性的暴力、攻撃、あるいはハラスメントも、身体的なものか、言葉によるものかを問わず、本質的には、何の罰を受けることもなく実行できるほど強い立場に立っていることを自覚しながら行われるパワープレーだ。沈黙を破ることは、加害者に責任を負わせる上で極めて重要だ。さらに、声を上げることは、ノーベル平和賞受賞者がそうだったように、被害者に更なる注目を集めてしまう。研究では、性的暴行には、心的外傷後ストレス障害、鬱、不安神経症、自尊心の破壊、さらには自殺未遂までもが伴うことが示されてきた。仕事や学業の成績も振るわず、他人との関係でも、私的な、親密なレベルでは特に苦しむことになる。

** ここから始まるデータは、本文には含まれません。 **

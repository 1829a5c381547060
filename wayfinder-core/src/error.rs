//! Error taxonomy shared by provider adapters and the fallback resolver.
//!
//! Adapters classify every failure into an [`ErrorKind`] at their boundary.
//! The resolver decides whether to retry, fall back, or abort purely from
//! that kind; messages are carried for diagnostics only.

use std::fmt;

use thiserror::Error;

/// Classification of a single provider failure.
#[derive(Debug, Clone, Copy, PartialEq, Eq, Hash)]
#[cfg_attr(feature = "serde", derive(serde::Serialize, serde::Deserialize))]
#[cfg_attr(feature = "serde", serde(rename_all = "snake_case"))]
pub enum ErrorKind {
    /// The query was malformed. Never retried and never falls back.
    InvalidInput,
    /// The provider answered but had no match.
    NotFound,
    /// The provider signalled throttling.
    RateLimited,
    /// Network failure, timeout, server error or an unusable response.
    Unavailable,
}

impl ErrorKind {
    /// Whether the same provider may be asked again after this failure.
    #[must_use]
    pub const fn is_retryable(self) -> bool {
        matches!(self, Self::Unavailable)
    }

    /// Stable lower-case label used in logs and diagnostics.
    #[must_use]
    pub const fn as_str(self) -> &'static str {
        match self {
            Self::InvalidInput => "invalid input",
            Self::NotFound => "not found",
            Self::RateLimited => "rate limited",
            Self::Unavailable => "unavailable",
        }
    }
}

impl fmt::Display for ErrorKind {
    fn fmt(&self, f: &mut fmt::Formatter<'_>) -> fmt::Result {
        f.write_str(self.as_str())
    }
}

/// A classified failure returned by a provider adapter.
///
/// # Examples
///
/// ```
/// use wayfinder_core::{ErrorKind, ProviderError};
///
/// let err = ProviderError::unavailable("HTTP 503 from https://example.com");
/// assert_eq!(err.kind(), ErrorKind::Unavailable);
/// assert!(err.kind().is_retryable());
/// ```
#[derive(Debug, Clone, PartialEq, Eq, Error)]
#[error("{kind}: {message}")]
pub struct ProviderError {
    kind: ErrorKind,
    message: String,
}

impl ProviderError {
    /// Build an error of the given kind.
    #[must_use]
    pub fn new(kind: ErrorKind, message: impl Into<String>) -> Self {
        Self {
            kind,
            message: message.into(),
        }
    }

    /// The query was malformed.
    #[must_use]
    pub fn invalid_input(message: impl Into<String>) -> Self {
        Self::new(ErrorKind::InvalidInput, message)
    }

    /// The provider had no match.
    #[must_use]
    pub fn not_found(message: impl Into<String>) -> Self {
        Self::new(ErrorKind::NotFound, message)
    }

    /// The provider throttled the request.
    #[must_use]
    pub fn rate_limited(message: impl Into<String>) -> Self {
        Self::new(ErrorKind::RateLimited, message)
    }

    /// The provider could not be reached or answered unusably.
    #[must_use]
    pub fn unavailable(message: impl Into<String>) -> Self {
        Self::new(ErrorKind::Unavailable, message)
    }

    /// Classification of this failure.
    #[must_use]
    pub const fn kind(&self) -> ErrorKind {
        self.kind
    }

    /// Human-readable detail.
    #[must_use]
    pub fn message(&self) -> &str {
        &self.message
    }
}

/// The operation a resolver performs.
#[derive(Debug, Clone, Copy, PartialEq, Eq, Hash)]
#[cfg_attr(feature = "serde", derive(serde::Serialize, serde::Deserialize))]
#[cfg_attr(feature = "serde", serde(rename_all = "snake_case"))]
pub enum Operation {
    /// Place name to coordinate.
    Geocode,
    /// Coordinate pair to distance and duration.
    Route,
}

impl fmt::Display for Operation {
    fn fmt(&self, f: &mut fmt::Formatter<'_>) -> fmt::Result {
        f.write_str(match self {
            Self::Geocode => "geocode",
            Self::Route => "route",
        })
    }
}

/// One entry of the diagnostic trail carried by
/// [`ResolveError::AllProvidersFailed`] and by a
/// [`Resolution`](crate::Resolution) answered after a fallback.
#[derive(Debug, Clone, PartialEq, Eq)]
#[cfg_attr(feature = "serde", derive(serde::Serialize, serde::Deserialize))]
pub struct ProviderFailure {
    /// Name of the provider, as declared in its [`ProviderSpec`](crate::ProviderSpec).
    pub provider: String,
    /// Classification of the final failure.
    pub kind: ErrorKind,
    /// Number of calls made to the provider. Zero when it was skipped.
    pub attempts: u32,
    /// Detail of the final failure.
    pub message: String,
}

impl ProviderFailure {
    /// Record the final error observed for `provider` after `attempts` calls.
    #[must_use]
    pub fn from_error(provider: impl Into<String>, error: &ProviderError, attempts: u32) -> Self {
        Self {
            provider: provider.into(),
            kind: error.kind(),
            attempts,
            message: error.message().to_owned(),
        }
    }

    /// Record a provider that was never called.
    #[must_use]
    pub fn skipped(provider: impl Into<String>, kind: ErrorKind, reason: impl Into<String>) -> Self {
        Self {
            provider: provider.into(),
            kind,
            attempts: 0,
            message: reason.into(),
        }
    }
}

impl fmt::Display for ProviderFailure {
    fn fmt(&self, f: &mut fmt::Formatter<'_>) -> fmt::Result {
        write!(
            f,
            "{}: {} after {} attempt(s) ({})",
            self.provider, self.kind, self.attempts, self.message
        )
    }
}

/// Coarse summary of a terminal failure for user-facing messaging.
#[derive(Debug, Clone, Copy, PartialEq, Eq)]
pub enum FailureOutcome {
    /// The query itself was malformed.
    InvalidInput,
    /// Every provider answered and none had a match.
    NotFound,
    /// At least one provider was unreachable, throttled or timed out.
    Unavailable,
    /// The caller abandoned the request.
    Cancelled,
}

/// Terminal errors returned by the engine.
#[derive(Debug, Clone, PartialEq, Eq, Error)]
pub enum ResolveError {
    /// The query was rejected before any provider was consulted, or a
    /// provider reported it as malformed.
    #[error("invalid {operation} query: {message}")]
    InvalidInput {
        /// Operation that rejected the query.
        operation: Operation,
        /// Why the query was rejected.
        message: String,
    },
    /// Every configured provider failed.
    #[error("all {operation} providers failed: {}", format_trail(.failures))]
    AllProvidersFailed {
        /// Operation that failed.
        operation: Operation,
        /// One entry per configured provider, in configured order.
        failures: Vec<ProviderFailure>,
    },
    /// The caller cancelled the resolution.
    #[error("{operation} resolution was cancelled")]
    Cancelled {
        /// Operation that was cancelled.
        operation: Operation,
    },
}

impl ResolveError {
    /// Operation the error belongs to.
    #[must_use]
    pub const fn operation(&self) -> Operation {
        match self {
            Self::InvalidInput { operation, .. }
            | Self::AllProvidersFailed { operation, .. }
            | Self::Cancelled { operation } => *operation,
        }
    }

    /// Diagnostic trail, empty unless every provider failed.
    #[must_use]
    pub fn failures(&self) -> &[ProviderFailure] {
        match self {
            Self::AllProvidersFailed { failures, .. } => failures,
            Self::InvalidInput { .. } | Self::Cancelled { .. } => &[],
        }
    }

    /// Summarise the failure as "not found" versus "try again later".
    ///
    /// An empty provider list counts as unavailable: nothing could answer.
    ///
    /// # Examples
    ///
    /// ```
    /// use wayfinder_core::{ErrorKind, FailureOutcome, Operation, ProviderFailure, ResolveError};
    ///
    /// let err = ResolveError::AllProvidersFailed {
    ///     operation: Operation::Geocode,
    ///     failures: vec![
    ///         ProviderFailure::skipped("graphhopper", ErrorKind::NotFound, "no hits"),
    ///         ProviderFailure::skipped("nominatim", ErrorKind::NotFound, "no hits"),
    ///     ],
    /// };
    /// assert_eq!(err.outcome(), FailureOutcome::NotFound);
    /// ```
    #[must_use]
    pub fn outcome(&self) -> FailureOutcome {
        match self {
            Self::InvalidInput { .. } => FailureOutcome::InvalidInput,
            Self::Cancelled { .. } => FailureOutcome::Cancelled,
            Self::AllProvidersFailed { failures, .. } => {
                if !failures.is_empty() && failures.iter().all(|f| f.kind == ErrorKind::NotFound) {
                    FailureOutcome::NotFound
                } else {
                    FailureOutcome::Unavailable
                }
            }
        }
    }
}

fn format_trail(failures: &[ProviderFailure]) -> String {
    if failures.is_empty() {
        return "no providers configured".to_owned();
    }
    failures
        .iter()
        .map(ToString::to_string)
        .collect::<Vec<_>>()
        .join("; ")
}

サウジアラビアでは、イスラム法の下では犯罪と考えられているセクシャルハラスメントと闘うためのある法律がこの6月に成立した。これは、さらなる職業機会と社会参画の拡大が女性に開放されようとしている中で採択され、その後まもなくして車を運転することを認める法律が施行された。法律は、ハラスメント被害者の身元を保護し、事件を届け出て、通報するのを支援するためのものだ。ハラスメントを我慢している全ての個人を対象としている。この法律の下では、セクシャルハラスメントは、一方の人から他方の人に対して、セクシャリティをほのめかす言葉または行為、あるいは、何らかの形で、ある人の身体、名誉、したたかさを傷つける言動と定義されている。法律は、ソーシャルメディアを含む現代のテクノロジーにも適用される。

意識を高めるのと同時に、より厳しい法律を定め、実施することにより、有事でも平和な時でも、性暴力やハラスメントからより守ることが可能となる。